● **Task prompt**:
Go through the data from its first line and retype each line, stopping once the line containing "offers typed access" has been retyped.

· · · · · · ·

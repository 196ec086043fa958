//! Resolved configuration container
//!
//! `Config` wraps the terminal value tree produced by the loader: no
//! reference markers, no extension declarations. It offers typed access
//! by path and export to YAML/JSON. The loader hands the tree over by
//! value; nothing is shared between resolution calls.

use std::path::Path;

use crate::error::{Error, Result};
use crate::loader::{self, LoadOptions};
use crate::overrides::Overrides;
use crate::resolve;
use crate::value::Value;

/// A fully resolved configuration
#[derive(Debug, Clone, PartialEq)]
pub struct Config {
    root: Value,
}

impl Config {
    /// Wrap an already-resolved value tree
    pub fn new(root: Value) -> Self {
        Self { root }
    }

    /// Load and resolve the document at `path` with the given overrides
    ///
    /// Convenience for [`loader::load`].
    pub fn load(path: impl AsRef<Path>, overrides: &Overrides) -> Result<Self> {
        loader::load(path, overrides)
    }

    /// Parse YAML text and resolve its references
    ///
    /// Extension declarations are not processed here; they need a file
    /// location to resolve against, so use [`Config::load`] for those.
    pub fn from_yaml(yaml: &str, overrides: &Overrides) -> Result<Self> {
        let tree: Value = serde_yaml::from_str(yaml).map_err(|e| Error::parse(e.to_string()))?;
        Ok(Self::new(resolve::interpolate(tree, overrides)?))
    }

    /// Load and resolve with explicit options
    pub fn load_with_options(
        path: impl AsRef<Path>,
        overrides: &Overrides,
        options: &LoadOptions,
    ) -> Result<Self> {
        loader::load_with_options(path, overrides, options)
    }

    /// Get the value at a path
    pub fn get(&self, path: &str) -> Result<&Value> {
        self.root.get_path(path)
    }

    /// Get a string value, with scalar coercion if needed
    pub fn get_string(&self, path: &str) -> Result<String> {
        let value = self.get(path)?;
        match value {
            Value::String(s) => Ok(s.clone()),
            Value::Integer(i) => Ok(i.to_string()),
            Value::Float(f) => Ok(f.to_string()),
            Value::Bool(b) => Ok(b.to_string()),
            Value::Null => Ok("null".to_string()),
            _ => Err(Error::type_coercion(path, "string", value.type_name())),
        }
    }

    /// Get an integer value, with string coercion if needed
    pub fn get_i64(&self, path: &str) -> Result<i64> {
        let value = self.get(path)?;
        match value {
            Value::Integer(i) => Ok(*i),
            Value::String(s) => s
                .parse()
                .map_err(|_| Error::type_coercion(path, "integer", format!("string (\"{}\")", s))),
            _ => Err(Error::type_coercion(path, "integer", value.type_name())),
        }
    }

    /// Get a float value, with string coercion if needed
    pub fn get_f64(&self, path: &str) -> Result<f64> {
        let value = self.get(path)?;
        match value {
            Value::Float(f) => Ok(*f),
            Value::Integer(i) => Ok(*i as f64),
            Value::String(s) => s
                .parse()
                .map_err(|_| Error::type_coercion(path, "float", format!("string (\"{}\")", s))),
            _ => Err(Error::type_coercion(path, "float", value.type_name())),
        }
    }

    /// Get a boolean value, with strict coercion
    ///
    /// Only case-insensitive "true" and "false" strings coerce; "1",
    /// "yes", and friends are errors.
    pub fn get_bool(&self, path: &str) -> Result<bool> {
        let value = self.get(path)?;
        match value {
            Value::Bool(b) => Ok(*b),
            Value::String(s) => match s.to_lowercase().as_str() {
                "true" => Ok(true),
                "false" => Ok(false),
                _ => Err(Error::type_coercion(
                    path,
                    "boolean",
                    format!("string (\"{}\") - only \"true\" or \"false\" allowed", s),
                )),
            },
            _ => Err(Error::type_coercion(path, "boolean", value.type_name())),
        }
    }

    /// Borrow the underlying value tree
    pub fn as_value(&self) -> &Value {
        &self.root
    }

    /// Consume the configuration, returning the value tree
    pub fn into_value(self) -> Value {
        self.root
    }

    /// Export the configuration as YAML
    pub fn to_yaml(&self) -> Result<String> {
        serde_yaml::to_string(&self.root).map_err(|e| Error::parse(e.to_string()))
    }

    /// Export the configuration as pretty-printed JSON
    pub fn to_json(&self) -> Result<String> {
        serde_json::to_string_pretty(&self.root).map_err(|e| Error::parse(e.to_string()))
    }
}

impl From<Value> for Config {
    fn from(root: Value) -> Self {
        Self::new(root)
    }
}
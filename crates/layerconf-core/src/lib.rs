//! layerconf-core: Layered configuration resolution
//!
//! This crate loads YAML configuration documents, composes them through
//! `extends` declarations, substitutes `${path}` references until the
//! tree reaches a fixpoint, and returns a fully resolved [`Config`].
//! Caller-supplied [`Overrides`] shadow document values during
//! reference lookup without being written into the output tree.
//!
//! # Example
//!
//! ```rust
//! use layerconf_core::{Config, Overrides};
//!
//! let yaml = r#"
//! database:
//!   host: localhost
//!   url: "${database.host}:5432"
//! "#;
//!
//! let config = Config::from_yaml(yaml, &Overrides::new()).unwrap();
//! assert_eq!(config.get_string("database.url").unwrap(), "localhost:5432");
//! ```

pub mod error;
pub mod interpolation;
pub mod loader;
pub mod overrides;
pub mod resolve;
pub mod value;

mod config;

pub use config::Config;
pub use error::{Error, ErrorKind, Result, SourceLocation};
pub use loader::{load, load_with_options, LoadOptions};
pub use overrides::Overrides;
pub use value::Value;
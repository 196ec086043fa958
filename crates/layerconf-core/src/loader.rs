//! Document loading and extension resolution
//!
//! The loader reads a root document, resolves its extension declarations
//! (a reserved root-level key naming one or more base documents),
//! deep-merges the results in dependency order, and hands the merged
//! tree to the interpolator. Overrides apply exactly once, to the fully
//! merged tree; intermediate documents are never interpolated on their
//! own.

use std::path::{Path, PathBuf};

use log::debug;

use crate::config::Config;
use crate::error::{Error, Result, SourceLocation};
use crate::overrides::Overrides;
use crate::resolve;
use crate::value::Value;

/// Default reserved key for extension declarations
pub const DEFAULT_EXTENDS_KEY: &str = "extends";

/// Options controlling how documents are loaded
#[derive(Debug, Clone)]
pub struct LoadOptions {
    /// Reserved root-level key naming the document(s) to extend
    pub extends_key: String,
}

impl Default for LoadOptions {
    fn default() -> Self {
        Self {
            extends_key: DEFAULT_EXTENDS_KEY.to_string(),
        }
    }
}

/// Load and resolve the document at `path`
///
/// Extension declarations are resolved recursively (later listed bases
/// override earlier ones, the local document overrides all), then the
/// merged tree is interpolated with `overrides` shadowing
/// document-internal values. The returned configuration contains no
/// reference markers and no extension declarations.
pub fn load(path: impl AsRef<Path>, overrides: &Overrides) -> Result<Config> {
    load_with_options(path, overrides, &LoadOptions::default())
}

/// Load and resolve with explicit options
pub fn load_with_options(
    path: impl AsRef<Path>,
    overrides: &Overrides,
    options: &LoadOptions,
) -> Result<Config> {
    let mut visiting = Vec::new();
    let merged = load_document(path.as_ref(), options, &mut visiting)?;
    let resolved = resolve::interpolate(merged, overrides)?;
    Ok(Config::new(resolved))
}

/// Read, parse, and extension-merge one document (no interpolation)
///
/// `visiting` holds the canonical paths currently being expanded, root
/// first; re-entering one of them is an extension cycle.
fn load_document(
    path: &Path,
    options: &LoadOptions,
    visiting: &mut Vec<PathBuf>,
) -> Result<Value> {
    let content = std::fs::read_to_string(path)
        .map_err(|_| Error::document_not_found(path.display().to_string()))?;

    // Canonicalization follows the successful read, so a dangling path
    // reports DocumentNotFound rather than an I/O oddity.
    let canonical = path
        .canonicalize()
        .map_err(|_| Error::document_not_found(path.display().to_string()))?;

    if visiting.contains(&canonical) {
        // Full paths: two same-named files in different directories must
        // stay distinguishable in the reported chain.
        let mut chain: Vec<String> = visiting
            .iter()
            .map(|p| p.display().to_string())
            .collect();
        chain.push(canonical.display().to_string());
        return Err(Error::cyclic_extension(chain));
    }

    let mut tree: Value = serde_yaml::from_str(&content).map_err(|e| {
        let mut err = Error::parse(e.to_string());
        let mut loc = SourceLocation {
            file: path.display().to_string(),
            line: None,
            column: None,
        };
        if let Some(location) = e.location() {
            loc.line = Some(location.line());
            loc.column = Some(location.column());
        }
        err.source_location = Some(loc);
        err
    })?;

    let bases = take_extension_declaration(&mut tree, &options.extends_key, path)?;
    if bases.is_empty() {
        return Ok(tree);
    }

    debug!(
        "{} extends {} document(s)",
        path.display(),
        bases.len()
    );

    visiting.push(canonical);

    // Merge bases in listed order: the last listed wins among bases,
    // and the local document wins over all of them.
    let mut merged = Value::Mapping(indexmap::IndexMap::new());
    let base_dir = path.parent().map(Path::to_path_buf).unwrap_or_default();
    for base in &bases {
        let base_path = resolve_base_path(&base_dir, base);
        let base_tree = load_document(&base_path, options, visiting)?;
        merged.merge(base_tree);
    }
    merged.merge(tree);

    visiting.pop();

    Ok(merged)
}

/// Remove the extension declaration from the tree root, returning the
/// listed base paths in declaration order
fn take_extension_declaration(
    tree: &mut Value,
    extends_key: &str,
    path: &Path,
) -> Result<Vec<String>> {
    let Value::Mapping(map) = tree else {
        return Ok(Vec::new());
    };
    let Some(declared) = map.shift_remove(extends_key) else {
        return Ok(Vec::new());
    };

    match declared {
        Value::String(base) => Ok(vec![base]),
        Value::Sequence(entries) => entries
            .into_iter()
            .map(|entry| match entry {
                Value::String(base) => Ok(base),
                other => Err(Error::parse(format!(
                    "'{}' entries must be strings, got {}",
                    extends_key,
                    other.type_name()
                ))
                .with_source_location(SourceLocation {
                    file: path.display().to_string(),
                    line: None,
                    column: None,
                })),
            })
            .collect(),
        other => Err(Error::parse(format!(
            "'{}' must be a string or a list of strings, got {}",
            extends_key,
            other.type_name()
        ))
        .with_source_location(SourceLocation {
            file: path.display().to_string(),
            line: None,
            column: None,
        })),
    }
}

/// Resolve a declared base path against the declaring document's directory
fn resolve_base_path(base_dir: &Path, declared: &str) -> PathBuf {
    let declared_path = Path::new(declared);
    if declared_path.is_absolute() {
        declared_path.to_path_buf()
    } else {
        base_dir.join(declared_path)
    }
}
use anyhow::{Context, Result};
use clap::{Parser, Subcommand};
use std::path::{Path, PathBuf};
use tracing_subscriber::EnvFilter;

use pedigree_trust::{
    save_verification, Config, HttpFetcher, LookupOutcome, LookupQuery,
    PersistenceSink, RestSink, SearchCandidate, SqliteSink, StaticFetcher, VerificationPayload,
    VerificationService, VerifiedProfile,
};

#[derive(Parser)]
#[command(name = "pedigree-trust", version, about = "Verify dogs against the pedigree registry")]
struct Cli {
    #[command(subcommand)]
    command: Command,
}

#[derive(Subcommand)]
enum Command {
    /// Look a dog up by registry id or by name, print the verified profile as JSON
    Lookup {
        #[arg(long)]
        id: Option<String>,
        #[arg(long)]
        name: Option<String>,
    },
    /// List registry search matches for a name
    Search {
        name: String,
        /// Write CSV to stdout instead of a table
        #[arg(long)]
        csv: bool,
    },
    /// Extract and score a profile page saved to disk
    Parse {
        file: PathBuf,
        /// Registry id of the dog on that page
        #[arg(long)]
        id: String,
    },
    /// Persist a verified profile (JSON from `lookup`) for a subject
    Save {
        #[arg(long)]
        subject: String,
        #[arg(long)]
        input: PathBuf,
    },
    /// Show what the local store holds for a subject, with its audit trail
    History {
        #[arg(long)]
        subject: String,
    },
}

fn main() -> Result<()> {
    dotenvy::dotenv().ok();
    tracing_subscriber::fmt()
        .with_env_filter(
            EnvFilter::try_from_default_env().unwrap_or_else(|_| EnvFilter::new("pedigree_trust=info")),
        )
        .with_writer(std::io::stderr)
        .init();

    let cli = Cli::parse();
    let config = Config::from_env();

    match cli.command {
        Command::Lookup { id, name } => run_lookup(&config, id.as_deref(), name.as_deref()),
        Command::Search { name, csv } => run_search(&config, &name, csv),
        Command::Parse { file, id } => run_parse(&config, &file, &id),
        Command::Save { subject, input } => run_save(&config, &subject, &input),
        Command::History { subject } => run_history(&config, &subject),
    }
}

fn http_service(config: &Config) -> Result<VerificationService<HttpFetcher>> {
    Ok(VerificationService::new(
        config.registry.clone(),
        HttpFetcher::new(&config.registry)?,
    ))
}

fn run_lookup(config: &Config, id: Option<&str>, name: Option<&str>) -> Result<()> {
    let query = LookupQuery::from_parts(id, name)?;
    let service = http_service(config)?;

    match service.lookup(&query)? {
        LookupOutcome::Profile(profile) => print_profile(&profile)?,
        LookupOutcome::Candidates(candidates) => {
            eprintln!("🔍 {} dogs matched; rerun with --id", candidates.len());
            print_table(&candidates);
        }
        LookupOutcome::NoMatch => eprintln!("❌ No dogs found"),
    }
    Ok(())
}

fn run_search(config: &Config, name: &str, csv: bool) -> Result<()> {
    let candidates = http_service(config)?.search(name)?;

    if csv {
        let mut writer = csv::Writer::from_writer(std::io::stdout());
        for candidate in &candidates {
            writer.serialize(candidate)?;
        }
        writer.flush()?;
    } else {
        println!("🔍 Found {} dogs matching \"{}\"", candidates.len(), name);
        print_table(&candidates);
    }
    Ok(())
}

fn run_parse(config: &Config, file: &Path, id: &str) -> Result<()> {
    let markup = std::fs::read_to_string(file)
        .with_context(|| format!("Failed to read {}", file.display()))?;

    // Serve the saved page where the registry would
    let fetcher = StaticFetcher::new().with_page(config.registry.profile_url(id), markup);
    let service = VerificationService::new(config.registry.clone(), fetcher);

    print_profile(&service.profile(id)?)
}

fn run_save(config: &Config, subject: &str, input: &Path) -> Result<()> {
    let raw = std::fs::read_to_string(input)
        .with_context(|| format!("Failed to read {}", input.display()))?;
    let payload: VerificationPayload =
        serde_json::from_str(&raw).context("Input is not a verified profile")?;

    let sink: Box<dyn PersistenceSink> = match RestSink::from_config(&config.sink)? {
        Some(rest) => Box::new(rest),
        None => {
            eprintln!("💾 No REST store configured, using {}", config.sink.db_path.display());
            Box::new(SqliteSink::open(&config.sink.db_path)?)
        }
    };

    let outcome = save_verification(sink.as_ref(), subject, &payload.record, payload.score)?;
    eprintln!("✅ {}", outcome.message);
    println!("{}", serde_json::to_string_pretty(&outcome)?);
    Ok(())
}

fn run_history(config: &Config, subject: &str) -> Result<()> {
    let sink = SqliteSink::open(&config.sink.db_path)?;
    let history = sink.history(subject)?;

    eprintln!(
        "🗄️  {}: {} health records, {} pedigrees, {} events",
        subject,
        history.health_records.len(),
        history.pedigrees.len(),
        history.events.len()
    );
    for event in &history.events {
        eprintln!("   {} {} {}", event.timestamp.to_rfc3339(), event.event_type, event.entity_id);
    }
    println!("{}", serde_json::to_string_pretty(&history)?);
    Ok(())
}

fn print_profile(profile: &VerifiedProfile) -> Result<()> {
    eprintln!(
        "✅ {} - {}",
        profile.record.registered_name.as_deref().unwrap_or(&profile.record.source_id),
        profile.score.summary()
    );
    println!("{}", serde_json::to_string_pretty(profile)?);
    Ok(())
}

fn print_table(candidates: &[SearchCandidate]) {
    for (i, c) in candidates.iter().enumerate() {
        println!(
            "  {}. {} (ID: {}) - {} - HD: {} ED: {}",
            i + 1,
            c.name,
            c.external_id.as_deref().unwrap_or("?"),
            c.date_of_birth,
            c.hip_score,
            c.elbow_score
        );
    }
}
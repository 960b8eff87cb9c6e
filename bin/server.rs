// Pedigree Trust - Web Server
// REST API with Axum: verify a dog against the registry, save the result

use axum::{
    extract::{rejection::JsonRejection, Query, State},
    http::StatusCode,
    response::{IntoResponse, Json, Response},
    routing::{get, post},
    Router,
};
use pedigree_trust::{
    is_client_error, save_verification, Config, DocumentFetcher, HttpFetcher, LookupOutcome,
    LookupQuery, PersistenceSink, RestSink, SaveOutcome, SqliteSink, VerificationPayload,
    VerificationService, VerifyError,
};
use serde::{Deserialize, Serialize};
use std::sync::Arc;
use tower_http::cors::CorsLayer;
use tracing::{error, info};
use tracing_subscriber::EnvFilter;

type SharedFetcher = Arc<dyn DocumentFetcher>;

/// Shared application state
#[derive(Clone)]
struct AppState {
    verifier: Arc<VerificationService<SharedFetcher>>,
    sink: Arc<dyn PersistenceSink>,
}

/// API Response wrapper
#[derive(Serialize)]
struct ApiResponse<T> {
    success: bool,
    #[serde(rename = "type", skip_serializing_if = "Option::is_none")]
    kind: Option<&'static str>,
    #[serde(skip_serializing_if = "Option::is_none")]
    message: Option<String>,
    #[serde(skip_serializing_if = "Option::is_none")]
    data: Option<T>,
    #[serde(skip_serializing_if = "Option::is_none")]
    results: Option<T>,
    #[serde(skip_serializing_if = "Option::is_none")]
    error: Option<String>,
}

impl<T> ApiResponse<T> {
    fn ok(data: T) -> Self {
        Self {
            success: true,
            kind: None,
            message: None,
            data: Some(data),
            results: None,
            error: None,
        }
    }

    fn profile(data: T, message: Option<String>) -> Self {
        Self {
            kind: Some("profile"),
            message,
            ..Self::ok(data)
        }
    }

    fn search(results: T, message: String) -> Self {
        Self {
            success: true,
            kind: Some("search"),
            message: Some(message),
            data: None,
            results: Some(results),
            error: None,
        }
    }

    fn saved(results: T, message: String) -> Self {
        Self {
            success: true,
            kind: None,
            message: Some(message),
            data: None,
            results: Some(results),
            error: None,
        }
    }
}

impl ApiResponse<()> {
    fn failure(error: String) -> Self {
        Self {
            success: false,
            kind: None,
            message: None,
            data: None,
            results: None,
            error: Some(error),
        }
    }
}

/// 400 for caller mistakes, 500 (message kept) for fetch/store failures
fn error_response(err: anyhow::Error) -> Response {
    let status = if is_client_error(&err) {
        StatusCode::BAD_REQUEST
    } else {
        error!(error = %err, "request failed");
        StatusCode::INTERNAL_SERVER_ERROR
    };
    (status, Json(ApiResponse::failure(err.to_string()))).into_response()
}

/// Run blocking fetch/store work off the async runtime
async fn run_blocking<T, F>(work: F) -> anyhow::Result<T>
where
    T: Send + 'static,
    F: FnOnce() -> anyhow::Result<T> + Send + 'static,
{
    tokio::task::spawn_blocking(work).await?
}

// ============================================================================
// API Handlers
// ============================================================================

#[derive(Debug, Deserialize)]
struct VerifyParams {
    id: Option<String>,
    name: Option<String>,
}

#[derive(Debug, Deserialize)]
struct SaveRequest {
    dog_id: Option<String>,
    verification_data: Option<VerificationPayload>,
}

/// GET /api/health - Health check
async fn health_check() -> impl IntoResponse {
    Json(ApiResponse::ok("OK"))
}

/// GET /api/verify-pedigree?id=|name= - Look a dog up on the registry
async fn verify_pedigree(
    State(state): State<AppState>,
    Query(params): Query<VerifyParams>,
) -> Response {
    let query = match LookupQuery::from_parts(params.id.as_deref(), params.name.as_deref()) {
        Ok(query) => query,
        Err(e) => return error_response(e),
    };

    info!(?query, "verify-pedigree");
    let verifier = state.verifier.clone();
    let lookup = query.clone();
    let outcome = match run_blocking(move || verifier.lookup(&lookup)).await {
        Ok(outcome) => outcome,
        Err(e) => return error_response(e),
    };

    let name = match &query {
        LookupQuery::ByName(name) => Some(name.as_str()),
        LookupQuery::ById(_) => None,
    };

    match outcome {
        LookupOutcome::Profile(profile) => {
            let message = name.map(|n| format!("Found exact match for \"{}\"", n));
            Json(ApiResponse::profile(*profile, message)).into_response()
        }
        LookupOutcome::Candidates(candidates) => {
            let message = format!(
                "Found {} dogs matching \"{}\"",
                candidates.len(),
                name.unwrap_or_default()
            );
            Json(ApiResponse::search(candidates, message)).into_response()
        }
        LookupOutcome::NoMatch => {
            let message = format!("No dogs found matching \"{}\"", name.unwrap_or_default());
            Json(ApiResponse::search(Vec::<()>::new(), message)).into_response()
        }
    }
}

/// POST /api/save-verification - Persist a verified profile for a subject
async fn save(
    State(state): State<AppState>,
    body: Result<Json<SaveRequest>, JsonRejection>,
) -> Response {
    let body = match body {
        Ok(Json(body)) => body,
        Err(rejection) => {
            return error_response(
                VerifyError::invalid(format!("Invalid request body: {}", rejection.body_text())).into(),
            )
        }
    };

    let (Some(dog_id), Some(payload)) = (
        body.dog_id.filter(|id| !id.trim().is_empty()),
        body.verification_data,
    ) else {
        return error_response(
            VerifyError::invalid(
                "Required: dog_id (UUID from dogs table) and verification_data (from verify-pedigree)",
            )
            .into(),
        );
    };

    info!(dog_id = %dog_id, "save-verification");
    let sink = state.sink.clone();
    let result = run_blocking(move || {
        save_verification(sink.as_ref(), &dog_id, &payload.record, payload.score)
    })
    .await;

    match result {
        Ok(outcome) => {
            let message = outcome.message.clone();
            Json(ApiResponse::<SaveOutcome>::saved(outcome, message)).into_response()
        }
        Err(e) => error_response(e),
    }
}

fn open_sink(config: &Config) -> anyhow::Result<Arc<dyn PersistenceSink>> {
    if let Some(rest) = RestSink::from_config(&config.sink)? {
        info!("persisting to REST document store");
        return Ok(Arc::new(rest));
    }
    info!(path = %config.sink.db_path.display(), "persisting to local SQLite store");
    Ok(Arc::new(SqliteSink::open(&config.sink.db_path)?))
}

fn build_state(config: &Config) -> anyhow::Result<AppState> {
    let fetcher: SharedFetcher = Arc::new(HttpFetcher::new(&config.registry)?);
    Ok(AppState {
        verifier: Arc::new(VerificationService::new(config.registry.clone(), fetcher)),
        sink: open_sink(config)?,
    })
}

fn router(state: AppState) -> Router {
    let api_routes = Router::new()
        .route("/health", get(health_check))
        .route("/verify-pedigree", get(verify_pedigree))
        .route("/save-verification", post(save))
        .with_state(state);

    Router::new()
        .nest("/api", api_routes)
        .layer(CorsLayer::permissive())
}

// ============================================================================
// Main Server
// ============================================================================

#[tokio::main]
async fn main() -> anyhow::Result<()> {
    dotenvy::dotenv().ok();
    tracing_subscriber::fmt()
        .with_env_filter(
            EnvFilter::try_from_default_env()
                .unwrap_or_else(|_| EnvFilter::new("pedigree_trust=info,pedigree_server=info")),
        )
        .init();

    println!("🌐 Pedigree Trust - Web Server");
    println!("━━━━━━━━━━━━━━━━━━━━━━━━━━━━━━━━━━━━━━━━━");

    let config = Config::from_env();

    // Blocking HTTP clients are built off the async runtime
    let state_config = config.clone();
    let state = run_blocking(move || build_state(&state_config)).await?;
    println!("✓ Registry: {}", config.registry.base_url);

    // Start server
    let addr = config.bind_addr();
    let listener = tokio::net::TcpListener::bind(addr).await?;

    println!("\n🚀 Server running on http://{}", addr);
    println!("   API: http://{}/api/verify-pedigree?id=110391", addr);
    println!("\n   Press Ctrl+C to stop\n");

    axum::serve(listener, router(state)).await?;
    Ok(())
}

· · · · · · ·

● **Completed exercise**:
repository 196ec086043fa958
//! Resolved configuration container
//!
//! `Config` wraps the terminal value tree produced by the loader: no
//! reference markers, no extension declarations. It offers typed access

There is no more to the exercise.